Steam vs. Iron and the Role of William Inman
E. Keble Chatterton
Now, as compared with wooden ships, the use of iron meant a saving in displacement of about one-third, taking the wooden and the iron ships to be of the same dimensions. From this followed the fact that the iron ship could carry a greater amount of cargo with consequent greater profit to her owners. And, as I have already indicated in another chapter, before it was possible to build ships of great length iron had to be introduced to enable them to endure such longitudinal strains.
Again, a wooden ship must have her skin and ribs made of a thickness far greater than an iron ship, for the clear reason that one inch of iron is much stronger than one inch of wood; in other words, to obtain a given strength the iron will take up less room in the ship. Thus in an iron steamer there will be more space available for cargo than a wooden ship of the same design.
We could go on enumerating the advantages of iron, and quote instances of iron ships, whose cargo had got on fire, arriving safely in port and coming into dock where the assistance of the local fire-brigade had enabled the vessel's own pumps to get the conflagration under. In December of 1909 the Celtic, a well-known White Star liner, during a voyage between New York and Liverpool, had the misfortune to get on fire while at sea. By means of tarpaulins and injections of steam it was possible to control the burning until the Mersey was reached, when it was intended to flood her holds had she been a wooden ship instead of steel, or even iron the Celtic would undoubtedly have ended her days in the Atlantic.
The first Atlantic company to build all its steamers of iron was the Inman Line, which had been founded in 1850, and until 1892 was one of the foremost competitors for the coveted “blue ribbon” of the Atlantic. Their first ships had been the City of Glasgow and the City of Manchester, and these, inasmuch as they were built of iron, and were propelled by a screw at a time when prejudice had not yet died down, were entirely different from the prevailing type of steamer; and this, it should be remembered, at a period six years before the Cunard had built their iron Persia.
This City of Glasgow was built by the Glasgow firm of shipbuilders Tod & Macgregor, and Mr. Inman had sufficient confidence in her to purchase her and form a company. Barque-rigged, with a single funnel, she was of only 1,610 tons and 350 horsepower. Under the command of Captain B. E. Matthews, who had been on the famous Great Western, she had already crossed from Glasgow to New York and back in 1850, and on December 11th of that year began her regular sailings between England and America.

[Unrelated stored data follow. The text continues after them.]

//! UDP order server: receives orders until the socket goes quiet and
//! writes each flush batch of log lines to `<log dir>/<n>.log`.

use std::net::SocketAddr;
use std::path::PathBuf;
use std::time::Duration;

use clap::Parser;
use tracing::info;

use lob_relay::{
    CancelAccounting, Engine, EngineConfig, FileSink, SinkConfig, TransportConfig, UdpReceiver,
};

#[derive(Parser, Debug)]
#[command(name = "lob-server", about = "Match orders received over UDP and publish the log")]
struct Args {
    /// Address to bind
    #[arg(long, default_value = "[::1]:8888")]
    address: SocketAddr,

    /// Stop after this many milliseconds without a datagram
    #[arg(long, default_value_t = 2_000)]
    timeout_ms: u64,

    /// Directory receiving the batch log files
    #[arg(long, default_value = "logs")]
    log_dir: PathBuf,

    /// Do not mirror log lines to the console
    #[arg(long)]
    quiet: bool,

    /// Level total bookkeeping on cancel
    #[arg(long, value_enum, default_value_t = CancelAccounting::Retain)]
    cancel_accounting: CancelAccounting,

    /// Pre-allocated order capacity
    #[arg(long, default_value_t = 65_536)]
    capacity: u32,

    /// Pin the ingest thread to the last CPU core
    #[arg(long)]
    pin: bool,

    #[arg(long, default_value_t = tracing::Level::INFO)]
    log_level: tracing::Level,
}

fn main() -> Result<(), Box<dyn std::error::Error>> {
    let args = Args::parse();

    tracing_subscriber::fmt()
        .with_max_level(args.log_level)
        .with_target(false)
        .init();

    let transport = TransportConfig {
        address: args.address,
        recv_timeout: Duration::from_millis(args.timeout_ms),
    };
    let sink = SinkConfig {
        log_dir: args.log_dir,
        echo: !args.quiet,
    };
    let engine = EngineConfig {
        order_capacity: args.capacity,
        cancel_accounting: args.cancel_accounting,
        pin_ingest_core: args.pin,
        warm_up: true,
    };

    let receiver = UdpReceiver::bind(&transport)?;
    info!(address = %receiver.local_addr()?, "lob-server ready");

    let (_, summary) = Engine::new(engine).run(receiver, FileSink::new(&sink)?)?;

    info!(
        orders = summary.orders,
        lines = summary.lines,
        batches = summary.batches,
        "input exhausted, shutting down"
    );
    Ok(())
}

The City of Glasgow—all the ships of this line were named after cities—was fitted up in a manner which at that time called forth the greatest admiration. “One room”, wrote a correspondent in the Glasgow Courier, about that date, “is being fitted up as an apothecary's shop, from which the surgeon will dispense his medicines.” She was provided with five water-tight bulkheads, and had a propeller whose diameter was 13 feet, with an 18 feet pitch. It was in connection with the Inman ships that the custom was inaugurated of carrying steerage passengers on the best Atlantic liners, although hitherto they had been taken across solely on board sailing ships.
The City of Glasgow and the City of Manchester began to quicken the pace, and at once ensued a contest between the paddle-steamers and those propelled by screws. In 1857 this enterprising company instituted the custom of calling at Queenstown on the way to America, and began running their steamers to New York in place of Philadelphia. Their success was so great that these ships were followed by the City of Philadelphia, and, in 1866, by the City of Paris.
This was the first of their steamships of that name, and is not to be confused with another ship built in 1888. It will be seen that the liner before us was ship-rigged and had a single screw. She measured 346 feet long, 40 feet wide and 26 feet deep, her tonnage being 2,651. She was driven by horizontal trunk engines with steam at 30lb. pressure, consuming 105 tons of coal per day, and giving her a speed of 13½ knots.
Her name was afterwards changed to the Tonquin, and the superstitious will find interest in the fact that she subsequently foundered at sea in the year 1885. In the City of Paris one is able to note some of the last traces of the old sailing ship, which were to disappear in later steam ships. The long narrow wooden deckhouse going down almost the length of the ship, and leaving but little room for the passengers to promenade; the high, stout bulwarks, which rise almost to the top of the deckhouse, were among the last links which connected the steamship with the sailing ship.
One must not forget that about the time when the City of Paris was built, the great clipper sailing ships were enjoying their prime, and no one will deny that their influence is very clearly marked in the design of the Ships of this era; built by Tod & Macgregor.